As would I if I wasn't trying to learn new things by intentionally trying to avoid simple/easy solutions.
The problem with your approach is that not only the chances of misses rises as you have selected more items — it is not even garanteed to ever finish
In my approach, I minimized the hit for making a miss by just selecting the nearest unchosen bit. The direction to look for that bit is random. Additionally, if there are none available, it randomly selects an endpoint which is guaranteed to be unchosen. It is guaranteed to finish.
| [reply] |
|
|
I wonder... if your aim is to learn something, then why is your approach so much like most newbies' approaches to shuffling arrays? I mean, picking an item, and if it's already been picked, try again... Just see Google Groups for examples on the newsgroups. That just seems like a step backward to me...
Anyway, though you do take care to make sure every loop finds at least one item, you will not get a nice even distribution. Let me give an example.
Suppose that your $N is 20, and by some weird coincidence, the numbers 1 .. 10 have already been picked, and nothing else. For your next pick, the numbers 12 to 20 all have 1 chance in 21 of being picked. So do the numbers 0 and 11. But if the drawn number is between 1 and 10 (about 10 chances in 21, that is almost 50%), your system will promote it to either 0 or 11...
Net result: there's 12 chances in 21, that is over 50%, that the next number picked, will be either 0 or 11.
So yes, this way, you'll tend to get clustered results, instead of a nicely spread, speckled, outcome.
| [reply] |
|
|
|
|
The problem with your approach is that not only the chances of misses rises as you have selected more items — it is not even garanteed to ever finish;
Unless there's a bug in the implementation, the approach will finish. In fact, it's bounded by O(N2). Each iteration will find a new number - if the initial guess hit an already picked number, a scan for an unpicked number is made. And until all numbers have been picked, a scan will find an unpicked number.
Now, the approach won't be fair (due to clustering), and it won't be fast (quadratic vs. linear), and the implementation might contain bugs (and is huge for such a simple problem), the algorithm will finish (the implementation might not).
| [reply] |
Re: Generating 0 .. N Randomly and Efficiently
by blokhead (Monsignor) on Oct 19, 2004 at 17:31 UTC
|
With your algorithm, you won't get a truly random permutation of 0..N. Expanding on what ysth has said already, suppose N=9. If my random number generator happened to pick 0,4,1,2,3 as the initial segment of the permutation, then with probability 1/2 the next number in the permutation will be either 5 or 9, while the other 1/2 of the probability is shared among 6, 7, and 8. They are not all equally likely! In a truly random permutation, all yet-unselected numbers will be equally likely as being the next one to appear.

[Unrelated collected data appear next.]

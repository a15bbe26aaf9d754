//! Emergency events (panic button, fall detection).
//!
//! The kind fixes the severity: panic is always critical, fall is
//! always high.  Events persist with `status = active` and are
//! acknowledged later by the admin layer.

use crate::location::Location;
use chrono::{DateTime, Utc};
use serde::{Deserialize, Serialize};
use uuid::Uuid;

#[derive(Debug, Clone, Copy, PartialEq, Eq, Serialize, Deserialize)]
#[serde(rename_all = "snake_case")]
pub enum EmergencyKind {
    Panic,
    Fall,
}

impl EmergencyKind {
    /// The severity implied by the kind; there is no other source.
    pub fn severity(self) -> EmergencySeverity {
        match self {
            EmergencyKind::Panic => EmergencySeverity::Critical,
            EmergencyKind::Fall => EmergencySeverity::High,
        }
    }
}

#[derive(Debug, Clone, Copy, PartialEq, Eq, Serialize, Deserialize)]
#[serde(rename_all = "snake_case")]
pub enum EmergencySeverity {
    Critical,
    High,
}

#[derive(Debug, Clone, Copy, PartialEq, Eq, Serialize, Deserialize)]
#[serde(rename_all = "snake_case")]
pub enum EmergencyStatus {
    Active,
    Acknowledged,
}

#[derive(Debug, Clone, PartialEq, Serialize, Deserialize)]
pub struct EmergencyEvent {
    pub event_id: Uuid,
    #[serde(skip_serializing_if = "Option::is_none")]
    pub patient_id: Option<String>,
    pub device_id: String,
    pub kind: EmergencyKind,
    pub severity: EmergencySeverity,
    #[serde(skip_serializing_if = "Option::is_none")]
    pub location: Option<Location>,
    pub occurred_at: DateTime<Utc>,
    pub status: EmergencyStatus,
    pub raw: serde_json::Value,
}

impl EmergencyEvent {
    /// Build a new active event; severity is derived from the kind.
    pub fn new(
        patient_id: Option<String>,
        device_id: impl Into<String>,
        kind: EmergencyKind,
        location: Option<Location>,
        occurred_at: DateTime<Utc>,
        raw: serde_json::Value,
    ) -> Self {
        EmergencyEvent {
            event_id: Uuid::new_v4(),
            patient_id,
            device_id: device_id.into(),
            kind,
            severity: kind.severity(),
            location,
            occurred_at,
            status: EmergencyStatus::Active,
            raw,
        }
    }
}

#[cfg(test)]
mod tests {
    use super::*;

    #[test]
    fn kind_fixes_severity() {
        assert_eq!(EmergencyKind::Panic.severity(), EmergencySeverity::Critical);
        assert_eq!(EmergencyKind::Fall.severity(), EmergencySeverity::High);

        let event = EmergencyEvent::new(
            Some("P3".to_owned()),
            "861265061482607",
            EmergencyKind::Panic,
            None,
            Utc::now(),
            serde_json::json!({"IMEI": "861265061482607"}),
        );
        assert_eq!(event.severity, EmergencySeverity::Critical);
        assert_eq!(event.status, EmergencyStatus::Active);
    }

    #[test]
    fn serializes_snake_case() {
        let event = EmergencyEvent::new(
            None,
            "dev-1",
            EmergencyKind::Fall,
            None,
            Utc::now(),
            serde_json::Value::Null,
        );
        let json = serde_json::to_value(&event).unwrap();
        assert_eq!(json["kind"], "fall");
        assert_eq!(json["severity"], "high");
        assert_eq!(json["status"], "active");
        assert!(json.get("patient_id").is_none());
    }
}
// vf-protocol: Wire grammar for the vitalflow telemetry core.
//
// Inbound: the closed topic set and the tagged `Decoded` payload
// variants produced by the decoder.  Outbound: the fanout WebSocket
// frame types and the event-log HTTP API types.  All JSON messages use
// a top-level `type` field for discriminated deserialization.

pub mod decode;
pub mod eventlog_api;
pub mod fanout;
pub mod time;
pub mod topics;

pub use decode::{
    decode, encode, Decoded, DecodeError, GatewayMedical, GatewayStatus, KioskObservation,
    SubDeviceReading, VitalsFields, WatchBatch, WatchBatchSample, WatchBp, WatchEmergency,
    WatchLocation, WatchOnline, WatchSleep, WatchStatus, WatchVitals,
};
pub use eventlog_api::{EventLogIngest, EventLogPage, EventLogStats, Pagination, StatBucket};
pub use fanout::{ClientMessage, FanoutStats, Room, ServerMessage, StatCount, MAX_FRAME_BYTES};
pub use topics::{family_for_topic, watch_suffix};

To get around this, don't search left and right if you hit a bit that's already been chosen. Just keep choosing and choosing randomly until you hit an unselected bit. With nonzero probability you will terminate ;) This is the only way to choose a permutation truly at random (other than filtering out (or bookkeeping) the unselected bits and randomly picking from them).
Another approach which still builds the entire list, but you may still appreciate because it needs only one call to rand is this: If you look at the swaps made in the Fisher-Yates shuffle, you can build a 1-to-1 mapping from the swaps you performed to the integers between 1 and N!. This is a ranking function, and it induces an ordering over the permutations. An unranking function just does the inverse, converts a number between 1 and N! into the swaps needed to build the permutation:
sub unrank {
my ($n, $rank) = @_;
my @perm = (0 .. $n);
my @swap;
for (reverse 2 .. $n) {
$swap[$_] = $rank % $_;
$rank = int($rank / $_);
}
for (2 .. $n) {
@perm[ $swap[$_], $_ ] = @perm[ $_, $swap[$_] ] if $swap[$_];
}
return @perm[1 .. $n];
}
In other words, this converts the uniform random distribution over the integers from 1 to N! into the uniform random distribution over permutations of N. Ranking/unranking functions is a standard way to select combinatorial structures uniformly at random using just one call to rand (compare to F-Y shuffle, which needs N calls to rand to return a random permutation). Usually you rank/unrank to the standard lexicographic ordering, but in the case of permutations, the ordering induced by the F-Y shuffle actually lets you rank and unrank faster.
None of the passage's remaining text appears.